● Task instructions
The answer should consist of every record, reproduced exactly.

(Data entries)
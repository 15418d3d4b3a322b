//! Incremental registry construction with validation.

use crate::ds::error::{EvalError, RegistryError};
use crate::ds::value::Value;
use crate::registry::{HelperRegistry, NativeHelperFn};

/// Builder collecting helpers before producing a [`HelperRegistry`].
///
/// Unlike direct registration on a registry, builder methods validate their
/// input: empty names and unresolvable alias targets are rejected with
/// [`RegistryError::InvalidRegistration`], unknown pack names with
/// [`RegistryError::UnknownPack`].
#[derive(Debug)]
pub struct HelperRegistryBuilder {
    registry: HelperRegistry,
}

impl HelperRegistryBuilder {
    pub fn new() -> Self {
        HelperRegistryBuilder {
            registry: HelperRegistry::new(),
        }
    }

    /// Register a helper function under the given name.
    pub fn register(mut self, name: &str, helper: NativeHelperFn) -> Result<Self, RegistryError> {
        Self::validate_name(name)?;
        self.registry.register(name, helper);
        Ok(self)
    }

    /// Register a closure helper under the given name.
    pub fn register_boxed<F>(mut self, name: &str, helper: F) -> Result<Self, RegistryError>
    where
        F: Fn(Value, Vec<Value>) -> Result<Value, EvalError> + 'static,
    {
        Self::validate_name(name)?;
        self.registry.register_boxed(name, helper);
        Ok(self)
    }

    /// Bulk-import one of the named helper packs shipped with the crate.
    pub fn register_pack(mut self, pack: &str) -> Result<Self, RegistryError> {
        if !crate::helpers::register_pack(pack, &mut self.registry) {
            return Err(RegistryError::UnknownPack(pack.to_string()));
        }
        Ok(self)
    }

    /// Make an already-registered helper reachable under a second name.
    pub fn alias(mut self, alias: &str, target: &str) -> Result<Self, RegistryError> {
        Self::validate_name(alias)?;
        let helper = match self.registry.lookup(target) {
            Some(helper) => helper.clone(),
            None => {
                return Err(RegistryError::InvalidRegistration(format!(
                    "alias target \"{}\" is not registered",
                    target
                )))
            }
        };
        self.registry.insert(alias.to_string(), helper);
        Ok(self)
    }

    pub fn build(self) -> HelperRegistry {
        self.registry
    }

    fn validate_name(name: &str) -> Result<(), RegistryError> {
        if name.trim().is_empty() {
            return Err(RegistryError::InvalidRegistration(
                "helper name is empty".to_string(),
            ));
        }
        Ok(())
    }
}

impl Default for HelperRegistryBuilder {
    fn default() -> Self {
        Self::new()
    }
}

● Answer section
repository 15418d3d4b3a322b
//! Incremental registry construction with validation.

use crate::ds::error::{EvalError, RegistryError};
use crate::ds::value::Value;
use crate::registry::{HelperRegistry, NativeHelperFn};

/// Builder collecting helpers before producing a [`HelperRegistry`].
///
/// Unlike direct registration on a registry, builder methods validate their
/// input: empty names and unresolvable alias targets are rejected with
/// [`RegistryError::InvalidRegistration`], unknown pack names with
/// [`RegistryError::UnknownPack`].
#[derive(Debug)]
pub struct HelperRegistryBuilder {
    registry: HelperRegistry,
}

impl HelperRegistryBuilder {
    pub fn new() -> Self {
        HelperRegistryBuilder {
            registry: HelperRegistry::new(),
        }
    }

    /// Register a helper function under the given name.
    pub fn register(mut self, name: &str, helper: NativeHelperFn) -> Result<Self, RegistryError> {
        Self::validate_name(name)?;
        self.registry.register(name, helper);
        Ok(self)
    }

    /// Register a closure helper under the given name.
    pub fn register_boxed<F>(mut self, name: &str, helper: F) -> Result<Self, RegistryError>
    where
        F: Fn(Value, Vec<Value>) -> Result<Value, EvalError> + 'static,
    {
        Self::validate_name(name)?;
        self.registry.register_boxed(name, helper);
        Ok(self)
    }

    /// Bulk-import one of the named helper packs shipped with the crate.
    pub fn register_pack(mut self, pack: &str) -> Result<Self, RegistryError> {
        if !crate::helpers::register_pack(pack, &mut self.registry) {
            return Err(RegistryError::UnknownPack(pack.to_string()));
        }
        Ok(self)
    }

    /// Make an already-registered helper reachable under a second name.
    pub fn alias(mut self, alias: &str, target: &str) -> Result<Self, RegistryError> {
        Self::validate_name(alias)?;
        let helper = match self.registry.lookup(target) {
            Some(helper) => helper.clone(),
            None => {
                return Err(RegistryError::InvalidRegistration(format!(
                    "alias target \"{}\" is not registered",
                    target
                )))
            }
        };
        self.registry.insert(alias.to_string(), helper);
        Ok(self)
    }

    pub fn build(self) -> HelperRegistry {
        self.registry
    }

    fn validate_name(name: &str) -> Result<(), RegistryError> {
        if name.trim().is_empty() {
            return Err(RegistryError::InvalidRegistration(
                "helper name is empty".to_string(),
            ));
        }
        Ok(())
    }
}

impl Default for HelperRegistryBuilder {
    fn default() -> Self {
        Self::new()
    }
}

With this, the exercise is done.